Gathering an Edge Using Machine Stitches

A lot of you already know how to gather, so this post is for the beginners out there. I was about to gather the skirt for the Picnic Dress and thought – wait a moment, this is a great technique to add to the Sewtionary!

So here’s how to gather using machine stitches. There are other gathering methods but this is my usual way to gather, plus it’s the method described on most pattern instruction sheets.

First, determine where you need to gather. Sometimes it will be between two notches, or two small circles, other times you will be gathering the entire length of a piece! Make sure you know where you’re starting and where you’re stopping before you begin.

Next, sew one row of long machine stitches – usually stitch size 4 is used for gathering. Sew this first row just inside your seamline, so if your seam allowances are 5/8″ make your stitch line 1/2″ from the edge.

Sew a second row of stitching 1/4″ from the edge. An easy way to make the second row of stitching is to line up your presser foot edge along the first row of stitching and sew!
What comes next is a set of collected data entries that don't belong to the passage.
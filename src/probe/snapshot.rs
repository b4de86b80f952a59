//! A platform that answers from a captured capability report.
//!
//! The report is plain JSON, typically produced by a small script running
//! inside a browser or webview and handed to the native side. Any field
//! left out of the report reads as "capability unavailable".

use async_trait::async_trait;
use serde::{Deserialize, Serialize};
use std::collections::BTreeMap;

use super::{DecodingQuery, GpuInfo, Platform, ProbeError, ProbeResult};
use crate::fingerprint::types::{MediaDevice, ScreenFingerprint};

#[derive(Debug, Clone, PartialEq, Eq, Serialize, Deserialize)]
#[serde(rename_all = "camelCase")]
pub struct GpuReport {
  pub vendor: String,
  pub renderer: String,
}

/// Everything a capability report may carry.
#[derive(Debug, Clone, PartialEq, Serialize, Deserialize, Default)]
#[serde(rename_all = "camelCase")]
pub struct CapabilitySnapshot {
  #[serde(default)]
  pub gpu: Option<GpuReport>,
  #[serde(default)]
  pub unmasked_gpu: Option<GpuReport>,
  #[serde(default)]
  pub device_memory: Option<f64>,
  #[serde(default)]
  pub hardware_concurrency: Option<u32>,
  #[serde(default)]
  pub oscpu: Option<String>,
  /// `None` means enumeration was unavailable; an empty list means it
  /// succeeded and found nothing.
  #[serde(default)]
  pub media_devices: Option<Vec<MediaDevice>>,
  /// Set when enumeration was refused by the user.
  #[serde(default)]
  pub media_devices_denied: bool,
  #[serde(default)]
  pub screen: Option<ScreenFingerprint>,
  #[serde(default)]
  pub max_touch_points: Option<u32>,
  #[serde(default)]
  pub cookie_enabled: Option<bool>,
  #[serde(default)]
  pub language: Option<String>,
  #[serde(default)]
  pub languages: Option<Vec<String>>,
  /// Decoding answers keyed by the full candidate content type.
  #[serde(default)]
  pub decoding: BTreeMap<String, bool>,
  #[serde(default)]
  pub pdf_viewer_enabled: Option<bool>,
  #[serde(default)]
  pub user_agent: Option<String>,
  #[serde(default)]
  pub webdriver: Option<bool>,
  #[serde(default)]
  pub build_id: Option<String>,
  #[serde(default)]
  pub time_zone: Option<String>,
  #[serde(default)]
  pub fonts: Option<Vec<String>>,
  #[serde(default)]
  pub product: Option<String>,
  #[serde(default)]
  pub app_version: Option<String>,
  #[serde(default)]
  pub platform: Option<String>,
  #[serde(default)]
  pub plugins: Option<Vec<String>>,
}

pub struct SnapshotPlatform {
  snapshot: CapabilitySnapshot,
}

impl SnapshotPlatform {
  pub fn new(snapshot: CapabilitySnapshot) -> Self {
    Self { snapshot }
  }

  pub fn from_json(json: &str) -> Result<Self, serde_json::Error> {
    Ok(Self::new(serde_json::from_str(json)?))
  }

  pub fn snapshot(&self) -> &CapabilitySnapshot {
    &self.snapshot
  }
}

fn present<T: Clone>(value: &Option<T>, capability: &'static str) -> ProbeResult<T> {
  value.clone().ok_or(ProbeError::Unsupported(capability))
}

#[async_trait]
impl Platform for SnapshotPlatform {
  fn gpu_info(&self) -> ProbeResult<GpuInfo> {
    let gpu = present(&self.snapshot.gpu, "webgl")?;
    Ok(GpuInfo::new(gpu.vendor, gpu.renderer))
  }

  fn unmasked_gpu_info(&self) -> ProbeResult<GpuInfo> {
    let gpu = present(&self.snapshot.unmasked_gpu, "webgl debug renderer info")?;
    Ok(GpuInfo::new(gpu.vendor, gpu.renderer))
  }

  fn device_memory(&self) -> ProbeResult<f64> {
    present(&self.snapshot.device_memory, "device memory")
  }

  fn hardware_concurrency(&self) -> ProbeResult<u32> {
    present(&self.snapshot.hardware_concurrency, "hardware concurrency")
  }

  fn oscpu(&self) -> ProbeResult<String> {
    present(&self.snapshot.oscpu, "oscpu")
  }

  async fn media_devices(&self) -> ProbeResult<Vec<MediaDevice>> {
    if self.snapshot.media_devices_denied {
      return Err(ProbeError::PermissionDenied(
        "media device enumeration".to_string(),
      ));
    }
    present(&self.snapshot.media_devices, "media device enumeration")
  }

  fn screen(&self) -> ProbeResult<ScreenFingerprint> {
    present(&self.snapshot.screen, "screen")
  }

  fn max_touch_points(&self) -> ProbeResult<u32> {
    present(&self.snapshot.max_touch_points, "touch points")
  }

  fn cookie_enabled(&self) -> ProbeResult<bool> {
    present(&self.snapshot.cookie_enabled, "cookies")
  }

  fn language(&self) -> ProbeResult<String> {
    present(&self.snapshot.language, "language")
  }

  fn languages(&self) -> ProbeResult<Vec<String>> {
    present(&self.snapshot.languages, "languages")
  }

  async fn decoding_supported(&self, query: &DecodingQuery) -> ProbeResult<bool> {
    self
      .snapshot
      .decoding
      .get(query.content_type())
      .copied()
      .ok_or_else(|| ProbeError::UnsupportedType(query.content_type().to_string()))
  }

  fn pdf_viewer_enabled(&self) -> ProbeResult<bool> {
    present(&self.snapshot.pdf_viewer_enabled, "pdf viewer")
  }

  fn user_agent(&self) -> ProbeResult<String> {
    present(&self.snapshot.user_agent, "user agent")
  }

  fn webdriver(&self) -> ProbeResult<bool> {
    present(&self.snapshot.webdriver, "webdriver flag")
  }

  fn build_id(&self) -> ProbeResult<String> {
    present(&self.snapshot.build_id, "build id")
  }

  fn time_zone(&self) -> ProbeResult<String> {
    present(&self.snapshot.time_zone, "time zone")
  }

  async fn fonts(&self) -> ProbeResult<Vec<String>> {
    present(&self.snapshot.fonts, "fonts")
  }

  fn product(&self) -> ProbeResult<String> {
    present(&self.snapshot.product, "product")
  }

  fn app_version(&self) -> ProbeResult<String> {
    present(&self.snapshot.app_version, "app version")
  }

  fn platform(&self) -> ProbeResult<String> {
    present(&self.snapshot.platform, "platform")
  }

  fn plugins(&self) -> ProbeResult<Vec<String>> {
    present(&self.snapshot.plugins, "plugins")
  }
}

#[cfg(test)]
mod tests {
  use super::*;
  use crate::probe::codecs::CODEC_TABLE;

  #[test]
  fn test_from_json_reads_camel_case_report() {
    let platform = SnapshotPlatform::from_json(
      r#"{
        "gpu": {"vendor": "WebKit", "renderer": "WebKit WebGL"},
        "hardwareConcurrency": 8,
        "languages": ["en-US", "en"],
        "timeZone": "Europe/Berlin"
      }"#,
    )
    .unwrap();

    assert_eq!(
      platform.gpu_info(),
      Ok(GpuInfo::new("WebKit", "WebKit WebGL"))
    );
    assert_eq!(platform.hardware_concurrency(), Ok(8));
    assert_eq!(platform.time_zone(), Ok("Europe/Berlin".to_string()));
    assert_eq!(platform.oscpu(), Err(ProbeError::Unsupported("oscpu")));
  }

  #[tokio::test]
  async fn test_denied_media_devices() {
    let platform = SnapshotPlatform::new(CapabilitySnapshot {
      media_devices: Some(vec![MediaDevice::new("audioinput", "Mic", "abc")]),
      media_devices_denied: true,
      ..Default::default()
    });
    assert!(matches!(
      platform.media_devices().await,
      Err(ProbeError::PermissionDenied(_))
    ));
  }

  #[tokio::test]
  async fn test_decoding_answers_by_content_type() {
    let candidate = CODEC_TABLE.video[0];
    let mut decoding = BTreeMap::new();
    decoding.insert(candidate.content_type.to_string(), true);
    let platform = SnapshotPlatform::new(CapabilitySnapshot {
      decoding,
      ..Default::default()
    });

    assert_eq!(platform.decoding_supported(&candidate.query()).await, Ok(true));
    let other = CODEC_TABLE.video[1].query();
    assert!(matches!(
      platform.decoding_supported(&other).await,
      Err(ProbeError::UnsupportedType(_))
    ));
  }
}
Now, separate the top two threads from the bottom two threads. Instructions always say to pull the bobbin threads to gather – does anyone know why?

Tie the two bobbin threads together in a knot. Why? Two reasons. One, it will help you easily find the right threads to pull and keep them separate from the top threads.

Two, it will also help you pull up each row of gathering evenly! If you pull one thread more than the other, your gathering will be uneven. Which is not the worst thing, but it’s much easier if it’s gathered evenly on both lines of stitching!

This next step would be better explained if I had three hands, as the left hand is taking the photo! Hold the bottom threads in your right hand, and use your left hand to slide the fabric along the basting threads. Pull with your right hand, and slide the fabric down the bottom threads. You’re going to end up with a very long tail of threads in your right hand!

Keep pulling the gathers until they match the opposite edge. You’re likely attaching this gathered piece to something else – a waistband, a dress bodice, or perhaps a straight seamed piece. In my case I’m gathering a very full skirt, so I have a lot of gathering to do!

Pin your gathers to the non-gathered edge (in my case, the dress bodice) and adjust them to fit. You can redistribute the fullness of the gathers, if it’s more gathered in one place. Just use your fingers to smooth the fullness into place.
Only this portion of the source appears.